ATHENS, Greece — Greece's prime minister insisted Wednesday his government would see through new austerity measures and called again for a cross-party agreement on the reforms, which he has so far failed to secure despite European Union has pushed for.
George Papandreou renewed his commitment to reforms as international debt inspectors returned to Athens to continue a crucial review of Greece's progress in meeting the terms of its €110 billion ($155 billion) bailout package from other European Union countries and the International Monetary Fund.
They will determine whether the country receives the next €12 billion installment of rescue loans in June — and could indicate whether Greece will need extra help beyond the current rescue loans, such as a second bailout.
"We have achieved very difficult targets in a critical time, and this is what we must continue. We are entering a new phase of the program with determination," Papandreou told reporters after briefing the country's president, Karolos Papoulias, on the latest developments.
"As I have stressed before, always the aim for me in these crucial times is for national cohesion," he said. "And I am totally open, as I have stressed to the political leaders, to every new idea, proposal that is realistic, effective."
He insisted, both in his talks with Papoulias and in the comments he made afterwards, that he was determined to keep Greece in the eurozone.
He did not answer a question on whether he was considering holding a referendum on the austerity measures — as press reports have indicated. Government spokesman Giorgos Petalotis, asked about the same issue later in the day, said there was "no particular thought" at the moment of doing so.
Many both within Greece and in the rest of Europe fear that even with the current bailout, the country will not be able to pull itself out of the crisis.

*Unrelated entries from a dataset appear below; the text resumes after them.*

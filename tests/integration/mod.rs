// Integration tests for LikeBridge
// These tests start Redis and PostgreSQL containers and need a Docker daemon

pub mod common;
use serde::{Deserialize, Serialize};

#[derive(Debug, Clone, Deserialize, Serialize)]
pub struct LoggingConfig {
    /// Level of the crate's own targets; dependencies log at info
    #[serde(default = "default_log_level")]
    pub level: String,

    #[serde(default = "default_log_format")]
    pub format: LogFormat,

    /// Extra filter directives, e.g. `likebridge::processor=trace`
    #[serde(default)]
    pub directives: Vec<String>,
}

impl Default for LoggingConfig {
    fn default() -> Self {
        Self {
            level: default_log_level(),
            format: default_log_format(),
            directives: Vec::new(),
        }
    }
}

impl LoggingConfig {
    /// Filter string for the subscriber. `level_override` replaces the
    /// configured crate level.
    pub fn filter(&self, level_override: Option<&str>) -> String {
        let level = level_override.unwrap_or(&self.level);
        std::iter::once(format!("likebridge={},info", level))
            .chain(self.directives.iter().cloned())
            .collect::<Vec<_>>()
            .join(",")
    }
}

#[derive(Debug, Clone, Copy, PartialEq, Eq, Deserialize, Serialize)]
#[serde(rename_all = "snake_case")]
pub enum LogFormat {
    /// Coloured single-line output for terminals
    Text,
    Json,
}

fn default_log_level() -> String {
    "info".to_string()
}

fn default_log_format() -> LogFormat {
    LogFormat::Text
}
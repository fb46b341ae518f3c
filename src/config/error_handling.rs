use serde::{Deserialize, Serialize};

#[derive(Debug, Clone, Default, Deserialize, Serialize)]
pub struct ErrorHandlingConfig {
    /// Backoff for reconciliation publishes and startup connectivity checks
    #[serde(default)]
    pub retry: RetrySettings,
}

/// Bounded exponential backoff. Only transient failures are retried.
#[derive(Debug, Clone, Deserialize, Serialize)]
pub struct RetrySettings {
    /// Retries after the first attempt; 0 disables retrying
    #[serde(default = "default_max_attempts")]
    pub max_attempts: u32,

    #[serde(default = "default_initial_backoff_ms")]
    pub initial_backoff_ms: u64,

    /// Upper bound on a single backoff
    #[serde(default = "default_max_backoff_ms")]
    pub max_backoff_ms: u64,

    #[serde(default = "default_backoff_multiplier")]
    pub backoff_multiplier: f64,

    #[serde(default = "super::default_true")]
    pub jitter: bool,
}

impl Default for RetrySettings {
    fn default() -> Self {
        Self {
            max_attempts: default_max_attempts(),
            initial_backoff_ms: default_initial_backoff_ms(),
            max_backoff_ms: default_max_backoff_ms(),
            backoff_multiplier: default_backoff_multiplier(),
            jitter: true,
        }
    }
}

fn default_max_attempts() -> u32 {
    3
}

fn default_initial_backoff_ms() -> u64 {
    100
}

fn default_max_backoff_ms() -> u64 {
    30_000
}

fn default_backoff_multiplier() -> f64 {
    2.0
}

Some argue that with a debt of over €342 billion last year, along with a budget deficit of 10.5 percent of gross domestic product, Greece will eventually have to restructure its debt — pay creditors later or less than the full amount owed.
But the European Central Bank has been adamant this should not be considered an option.
"To think that there is an easy way out, in that a country's debts are largely or fully relieved, is an illusion," the ECB's chief economist, Juergen Stark, said in Berlin. "The necessary structural adjustments must be made."
Stark pointed to the dire effects restructuring would have on Greek banks' capital and to a likely need for subsequent recapitalization — which "would not be very cheap."
"We should think one connection further when we use this miracle word debt relief, or debt restructuring — be it soft or hard," he told a conference organized by a group linked to German Chancellor Angela Merkel's party.
In Athens, Papandreou met with political party leaders Tuesday, seeking support for a midterm package of measures which will run to 2015 — two years beyond his government's mandate. But he failed to win consensus.
The new plan includes more than €6 billion worth of measures for this year, including tax increases and an immediate start to previously announced privatizations. It aims to narrow the country's budget deficit from 10.5 percent of gross domestic product last year to 7.5 percent by the end of 2011.
Top EU officials have argued that Greece, which is struggling to meet the terms of the bailout extended last year and could need more help, needs opposition parties to back the debt-cutting plans to ensure they can be implemented smoothly.
But Antonis Samaras, the head of the main opposition conservative party, said that while he agreed with several elements, including the privatizations, the overall direction of the plan, and the hike in taxes in particular, was wrong.
"To this demonstrably mistaken recipe, I will not agree," said Samaras, whose party officials were to meet later Wednesday with debt inspectors.
Unions have already begun protests over the privatizations, with employees of Hellenic Postbank, one of the enterprises up for privatization, occupying the company headquarters in central Athens. Employees at the gambling monopoly OPAP held a 24-hour strike against plans to sell the state's stake in the company.
A communist party-backed union has called for a demonstration on Saturday, while a rallies were being planned in Athens and the country's second largest city of Thessaloniki Wednesday night following a call through a social networking site for "outraged citizens" to demonstrate.
Derek Gatopoulos in Athens and Geir Moulson in Berlin contributed.